Going downtown by myself every day and serving on a jury, felt like a very brave thing for little old, stuck in the mud me to do because I am pretty well sunk-in to my careful little, often anxious but small risk suburban life. I ended up feeling both much older and quite a bit younger and also hopeful that my life wasn’t really all that set yet, and I could still live a more helpful, kind, — adventurous — and useful,caring life. I realized it is now time to find a practical way to give more to people who need another pair of hands to help them out. I have been volunteering from a distance, literally during the Covid pandemic years, but always a bit distanced metaphorically in how I choose to care for the stranger, the orphan, the homeless, the prisoner,or the hurting. But during my two weeks of Jury Duty I had been forced to be “present”. Each morning when the court clerk would call my number and I answered “present”, was like a vision of a future where the Great Judge of All calls the roll call. I want to start waking up each day, and be able to say, “I’m present. I’m ready. What is it that The Universal Good would have me, little old me, do for someone else today?” Because you know what — most of the good that gets done in this world is being done by “little old me’s”. And seeing all the “little old me’s” of Los Angeles made me realize that if anyone is looking for Christ, or looking for Jesus to return, I can tell them where to find him — he is in the City of Los Angeles, in the homeless camps and prisons and court houses and parks and sidewalks. All we have to do is look for Christ and we will find that Christ is here because Christ is waiting to be us.
And I realized, although I didn’t want to do it, that Jury Duty had been a sobering, emotionally and spiritually exhausting gift from God. After seeing the world that lets a young man join a gang because he doesn’t have any real family to help him grow up strong and valued and loved, or a world where someone gets shot by a gun while going to the grocery because we have become so greedy and stupid that we worship guns instead of life, or a world that walks past people without homes while other people fly into space on their chump-change, or a world that has been so very, very gracious to me, such a lucky world for me to be born and raised and survive in, while other people get the short end of the whole deal, after seeing a world where bad decisions became a life of no return, and good decisions can get you in trouble or killed, and where everyone is seeking the same things but some people just have the odds stacked against them and no one is around to help them find their way–help them find The Way; in world where every one is throwing their red paint around hoping that someone believes in them and loves them enough to say, “You are my world” — in this time and place that I happen to find myself in, I realized I need some skin in the game. Because this game? This game of life can’t be played from the sidelines.

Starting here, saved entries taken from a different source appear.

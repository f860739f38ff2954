//! Request handlers for the validation API.

use std::sync::atomic::AtomicBool;
use std::sync::Arc;
use std::time::Duration;

use axum::extract::{Path, State};
use axum::http::header;
use axum::response::sse::{Event, KeepAlive, Sse};
use axum::response::{IntoResponse, Response};
use axum::Json;
use tokio::sync::mpsc;
use tokio_stream::wrappers::ReceiverStream;
use tokio_stream::StreamExt;
use tracing::info;

use crosswalk_directory::{DirectoryClient, TokenCredentials, TokenProvider};
use crosswalk_profile::ProfileClient;
use crosswalk_recon::{ResumePoint, RunConfig, ValidationEngine};

use crate::error::ApiError;
use crate::models::StartValidationRequest;
use crate::router::ReconState;

/// Depth of the event channel between the engine task and the SSE stream.
/// A slow consumer backpressures the engine rather than buffering a run's
/// whole output.
const EVENT_CHANNEL_DEPTH: usize = 64;

/// Start a validation run.
///
/// Responds with a server-sent-event stream carrying the run's tagged
/// events; the connection stays open until a `complete` or `error` event,
/// or until the client disconnects (which cancels the run cooperatively:
/// dropping the stream closes the event channel the engine writes to).
pub async fn start_validation(
    State(state): State<ReconState>,
    Json(request): Json<StartValidationRequest>,
) -> Result<impl IntoResponse, ApiError> {
    if !request.has_required_parameters() {
        return Err(ApiError::MissingParameters);
    }

    let timeout = Duration::from_secs(state.request_timeout_secs);

    let credentials = TokenCredentials {
        client_id: request.client_id.clone(),
        client_secret: request.client_secret.clone(),
        token_endpoint: request.token_endpoint.clone(),
        scopes: request
            .scopes
            .split_whitespace()
            .map(str::to_string)
            .collect(),
    };
    let auth_http = reqwest::Client::builder()
        .timeout(timeout)
        .build()
        .map_err(|e| ApiError::Internal(format!("Failed to build HTTP client: {e}")))?;
    let auth = TokenProvider::new(credentials, auth_http);

    let directory = DirectoryClient::new(request.tenant_url.clone(), auth, timeout)
        .map_err(|e| ApiError::Internal(e.to_string()))?;
    let profiles = ProfileClient::new(
        state.profile_store.base_url.clone(),
        state.profile_store.api_key.clone(),
        state.profile_store.secret.clone(),
        timeout,
    )
    .map_err(|e| ApiError::Internal(e.to_string()))?;

    let resume = request.resume_from_cookie.as_ref().map(|cursor| ResumePoint {
        cursor: cursor.clone(),
        progress: request.resume_progress.clone().unwrap_or_default(),
        last_processed_date: request.resume_last_processed_date,
    });

    let config = RunConfig {
        concurrency: request.concurrency,
        page_size: request.page_size,
        max_records: request.max_users,
        start_date: request.start_date,
        resume,
        spot_check: request.spot_check.clone(),
        ..RunConfig::default()
    };

    info!(
        tenant_url = %request.tenant_url,
        page_size = request.page_size,
        concurrency = request.concurrency,
        resuming = request.resume_from_cookie.is_some(),
        spot_check = request.spot_check.is_some(),
        "Starting validation run"
    );

    let engine = ValidationEngine::new(directory, profiles, Arc::clone(&state.artifacts), config);
    let (tx, rx) = mpsc::channel(EVENT_CHANNEL_DEPTH);
    let cancel = Arc::new(AtomicBool::new(false));
    tokio::spawn(engine.run(tx, cancel));

    let stream = ReceiverStream::new(rx).map(|event| Event::default().json_data(&event));
    Ok(Sse::new(stream).keep_alive(KeepAlive::default()))
}

/// Download the CSV artifact for a finished (or aborted) run.
pub async fn download_artifact(
    State(state): State<ReconState>,
    Path(job_id): Path<String>,
) -> Result<Response, ApiError> {
    let artifact = state
        .artifacts
        .get(&job_id)
        .ok_or(ApiError::ArtifactNotFound)?;

    info!(job_id = %job_id, bytes = artifact.content.len(), "Serving artifact");
    let filename = format!("recon-validation-{job_id}.csv");
    let headers = [
        (header::CONTENT_TYPE, "text/csv; charset=utf-8".to_string()),
        (
            header::CONTENT_DISPOSITION,
            format!("attachment; filename=\"{filename}\""),
        ),
        (header::CACHE_CONTROL, "no-cache".to_string()),
    ];

    Ok((headers, artifact.content).into_response())
}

Every day I got to come home to a home and a family that loves me and feels loved and where I have more than enough food and clothes and places to keep my stuff. I got to come home to a garden, and not just any garden, but a garden my daughter had made for me to enjoy. I got to come home to roses and I could avoid the thorns or get a band aide if I pricked my finger on a thorn. I thought about the defendant in the trial who would have many years where he would never see a garden, let alone tend one. I thought about the families of the victims who would never have their son or daughter make them something beautiful, like my daughter made my garden for me. I thought about the homeless folks who didn’t have any where but a cold or hot sidewalk to lay their heads at night. I thought about the judges and detectives and cops and prosecutors and defense attorneys and courthouse guards who every day go back into the world hoping for justice and also, I hope, praying not to get so jaded or worn down that they give up caring. And after my journey in the City of Los Angeles, I am still asking to know a better answer to the question, “How Shall I Then Live?”